- [WORK REQUIRED]: A line qualifies if it holds the string "applied". Copy every qualifying line from the records.

- [EXERCISE INPUTS]:
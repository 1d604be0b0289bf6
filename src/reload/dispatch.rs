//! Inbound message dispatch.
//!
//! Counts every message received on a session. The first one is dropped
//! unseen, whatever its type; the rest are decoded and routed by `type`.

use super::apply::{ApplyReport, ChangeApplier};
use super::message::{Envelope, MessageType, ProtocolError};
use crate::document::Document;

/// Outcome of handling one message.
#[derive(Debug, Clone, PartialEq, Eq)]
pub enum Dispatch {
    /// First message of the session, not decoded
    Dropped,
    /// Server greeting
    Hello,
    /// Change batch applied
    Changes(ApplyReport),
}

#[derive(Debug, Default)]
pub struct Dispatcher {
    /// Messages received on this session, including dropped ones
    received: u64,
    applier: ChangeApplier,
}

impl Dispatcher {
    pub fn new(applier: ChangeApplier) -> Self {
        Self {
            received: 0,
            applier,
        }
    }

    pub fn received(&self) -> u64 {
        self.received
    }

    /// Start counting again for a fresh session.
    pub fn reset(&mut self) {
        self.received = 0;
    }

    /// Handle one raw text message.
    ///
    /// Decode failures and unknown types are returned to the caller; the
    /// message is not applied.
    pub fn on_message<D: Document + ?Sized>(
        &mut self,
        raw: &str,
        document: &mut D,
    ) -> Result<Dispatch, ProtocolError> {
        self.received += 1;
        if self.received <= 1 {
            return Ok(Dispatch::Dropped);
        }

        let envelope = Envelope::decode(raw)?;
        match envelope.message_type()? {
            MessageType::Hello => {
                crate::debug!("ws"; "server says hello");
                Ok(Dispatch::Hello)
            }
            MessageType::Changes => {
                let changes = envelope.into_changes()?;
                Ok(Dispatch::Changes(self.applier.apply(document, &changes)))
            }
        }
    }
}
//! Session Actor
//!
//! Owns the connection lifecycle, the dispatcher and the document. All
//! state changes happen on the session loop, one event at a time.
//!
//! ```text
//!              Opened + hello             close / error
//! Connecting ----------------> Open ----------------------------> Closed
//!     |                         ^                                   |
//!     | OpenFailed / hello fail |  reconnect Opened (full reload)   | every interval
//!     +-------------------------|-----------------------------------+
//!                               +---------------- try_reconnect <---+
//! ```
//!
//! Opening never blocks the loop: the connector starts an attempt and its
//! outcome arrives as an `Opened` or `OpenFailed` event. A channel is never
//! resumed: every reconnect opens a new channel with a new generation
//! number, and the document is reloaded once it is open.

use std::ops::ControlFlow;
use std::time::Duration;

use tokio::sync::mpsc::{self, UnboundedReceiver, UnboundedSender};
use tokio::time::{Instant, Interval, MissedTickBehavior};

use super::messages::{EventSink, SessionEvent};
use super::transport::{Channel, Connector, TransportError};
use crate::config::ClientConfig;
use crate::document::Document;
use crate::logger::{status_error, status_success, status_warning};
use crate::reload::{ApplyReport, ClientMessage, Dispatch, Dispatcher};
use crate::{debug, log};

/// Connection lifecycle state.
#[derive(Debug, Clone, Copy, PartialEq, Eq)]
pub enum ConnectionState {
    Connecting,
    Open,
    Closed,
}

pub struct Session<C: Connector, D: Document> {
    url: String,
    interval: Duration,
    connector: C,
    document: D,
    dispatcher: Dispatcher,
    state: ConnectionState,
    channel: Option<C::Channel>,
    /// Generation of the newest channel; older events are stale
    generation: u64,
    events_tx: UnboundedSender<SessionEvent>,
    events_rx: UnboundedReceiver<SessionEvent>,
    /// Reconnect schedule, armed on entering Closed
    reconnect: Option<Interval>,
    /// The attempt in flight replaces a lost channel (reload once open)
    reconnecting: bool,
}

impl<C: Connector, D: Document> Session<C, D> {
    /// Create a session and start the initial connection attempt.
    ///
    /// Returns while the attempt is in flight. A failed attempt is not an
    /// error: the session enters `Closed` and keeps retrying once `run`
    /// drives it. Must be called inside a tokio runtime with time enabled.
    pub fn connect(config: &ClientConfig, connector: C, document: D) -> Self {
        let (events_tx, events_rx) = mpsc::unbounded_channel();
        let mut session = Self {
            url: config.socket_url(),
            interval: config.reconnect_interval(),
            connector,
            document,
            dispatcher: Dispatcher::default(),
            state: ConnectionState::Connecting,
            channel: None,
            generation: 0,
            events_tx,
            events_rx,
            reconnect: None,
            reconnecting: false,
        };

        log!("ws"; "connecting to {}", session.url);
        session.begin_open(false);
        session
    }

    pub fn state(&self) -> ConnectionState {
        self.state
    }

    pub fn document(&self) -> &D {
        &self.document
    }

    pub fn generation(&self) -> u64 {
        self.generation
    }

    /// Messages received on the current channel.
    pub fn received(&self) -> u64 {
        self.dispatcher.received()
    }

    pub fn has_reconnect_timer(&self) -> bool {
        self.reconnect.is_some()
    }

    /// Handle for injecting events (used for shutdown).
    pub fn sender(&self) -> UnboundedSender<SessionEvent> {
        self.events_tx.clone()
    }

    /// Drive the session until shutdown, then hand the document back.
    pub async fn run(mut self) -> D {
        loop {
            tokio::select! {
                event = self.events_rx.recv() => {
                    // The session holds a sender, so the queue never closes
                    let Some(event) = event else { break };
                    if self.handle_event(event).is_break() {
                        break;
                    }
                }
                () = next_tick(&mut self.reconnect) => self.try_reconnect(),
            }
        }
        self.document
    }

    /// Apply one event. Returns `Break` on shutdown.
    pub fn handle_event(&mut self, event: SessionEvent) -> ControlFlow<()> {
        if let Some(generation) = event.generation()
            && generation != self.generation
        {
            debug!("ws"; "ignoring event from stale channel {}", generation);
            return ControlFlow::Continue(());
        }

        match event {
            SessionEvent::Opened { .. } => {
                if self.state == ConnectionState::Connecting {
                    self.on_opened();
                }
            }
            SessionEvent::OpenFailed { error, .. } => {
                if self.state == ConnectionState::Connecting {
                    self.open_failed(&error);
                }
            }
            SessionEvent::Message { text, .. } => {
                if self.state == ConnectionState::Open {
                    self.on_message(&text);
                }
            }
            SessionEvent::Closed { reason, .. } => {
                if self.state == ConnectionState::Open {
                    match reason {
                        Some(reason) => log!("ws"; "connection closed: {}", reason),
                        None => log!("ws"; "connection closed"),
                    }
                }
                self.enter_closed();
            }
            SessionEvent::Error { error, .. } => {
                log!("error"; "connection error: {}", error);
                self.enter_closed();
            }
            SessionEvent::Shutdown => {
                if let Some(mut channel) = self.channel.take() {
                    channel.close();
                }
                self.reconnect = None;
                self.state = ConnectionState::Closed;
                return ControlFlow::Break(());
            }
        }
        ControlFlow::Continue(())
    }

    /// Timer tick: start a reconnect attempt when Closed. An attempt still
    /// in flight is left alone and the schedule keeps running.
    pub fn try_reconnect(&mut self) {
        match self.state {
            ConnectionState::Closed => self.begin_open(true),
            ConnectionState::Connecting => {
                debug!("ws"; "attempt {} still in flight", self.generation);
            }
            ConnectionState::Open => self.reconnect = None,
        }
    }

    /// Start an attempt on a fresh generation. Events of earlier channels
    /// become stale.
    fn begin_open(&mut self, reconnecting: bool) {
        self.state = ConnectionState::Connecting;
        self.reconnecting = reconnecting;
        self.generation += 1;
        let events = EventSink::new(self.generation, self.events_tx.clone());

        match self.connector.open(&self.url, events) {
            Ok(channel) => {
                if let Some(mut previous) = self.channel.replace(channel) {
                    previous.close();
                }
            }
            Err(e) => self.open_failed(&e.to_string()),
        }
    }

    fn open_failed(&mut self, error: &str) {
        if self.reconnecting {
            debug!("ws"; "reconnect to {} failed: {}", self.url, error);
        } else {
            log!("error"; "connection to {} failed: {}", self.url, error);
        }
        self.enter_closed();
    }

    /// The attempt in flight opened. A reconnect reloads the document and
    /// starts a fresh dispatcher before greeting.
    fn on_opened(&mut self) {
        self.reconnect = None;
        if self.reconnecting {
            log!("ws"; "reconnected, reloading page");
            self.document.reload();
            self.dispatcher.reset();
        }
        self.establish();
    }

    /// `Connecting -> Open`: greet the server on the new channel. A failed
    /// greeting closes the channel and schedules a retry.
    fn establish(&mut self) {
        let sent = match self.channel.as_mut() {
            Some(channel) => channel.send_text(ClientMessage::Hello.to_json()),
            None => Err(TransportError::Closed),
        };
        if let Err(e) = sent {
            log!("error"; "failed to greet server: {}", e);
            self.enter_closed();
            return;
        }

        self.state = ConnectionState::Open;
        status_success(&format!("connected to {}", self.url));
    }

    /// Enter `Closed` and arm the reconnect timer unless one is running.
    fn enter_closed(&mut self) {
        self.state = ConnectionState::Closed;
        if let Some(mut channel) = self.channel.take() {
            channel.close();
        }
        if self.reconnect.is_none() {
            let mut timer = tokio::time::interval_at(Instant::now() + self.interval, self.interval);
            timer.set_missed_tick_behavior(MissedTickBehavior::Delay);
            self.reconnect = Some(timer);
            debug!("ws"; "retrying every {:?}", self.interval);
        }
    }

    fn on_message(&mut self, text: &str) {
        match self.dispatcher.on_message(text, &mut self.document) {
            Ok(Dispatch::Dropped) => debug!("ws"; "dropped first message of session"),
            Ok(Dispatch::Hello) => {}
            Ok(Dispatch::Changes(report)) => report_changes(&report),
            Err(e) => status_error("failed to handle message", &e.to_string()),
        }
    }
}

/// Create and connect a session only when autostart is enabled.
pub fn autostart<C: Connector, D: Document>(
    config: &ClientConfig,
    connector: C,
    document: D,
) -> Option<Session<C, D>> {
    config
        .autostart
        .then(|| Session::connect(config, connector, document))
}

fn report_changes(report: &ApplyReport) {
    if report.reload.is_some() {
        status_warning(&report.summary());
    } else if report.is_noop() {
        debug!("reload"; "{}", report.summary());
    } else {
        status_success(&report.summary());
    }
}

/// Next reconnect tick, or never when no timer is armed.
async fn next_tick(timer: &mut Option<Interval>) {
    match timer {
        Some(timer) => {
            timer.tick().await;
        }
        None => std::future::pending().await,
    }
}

- [SOLUTION BELOW]:
    /// Change batch applied
    /// message is not applied.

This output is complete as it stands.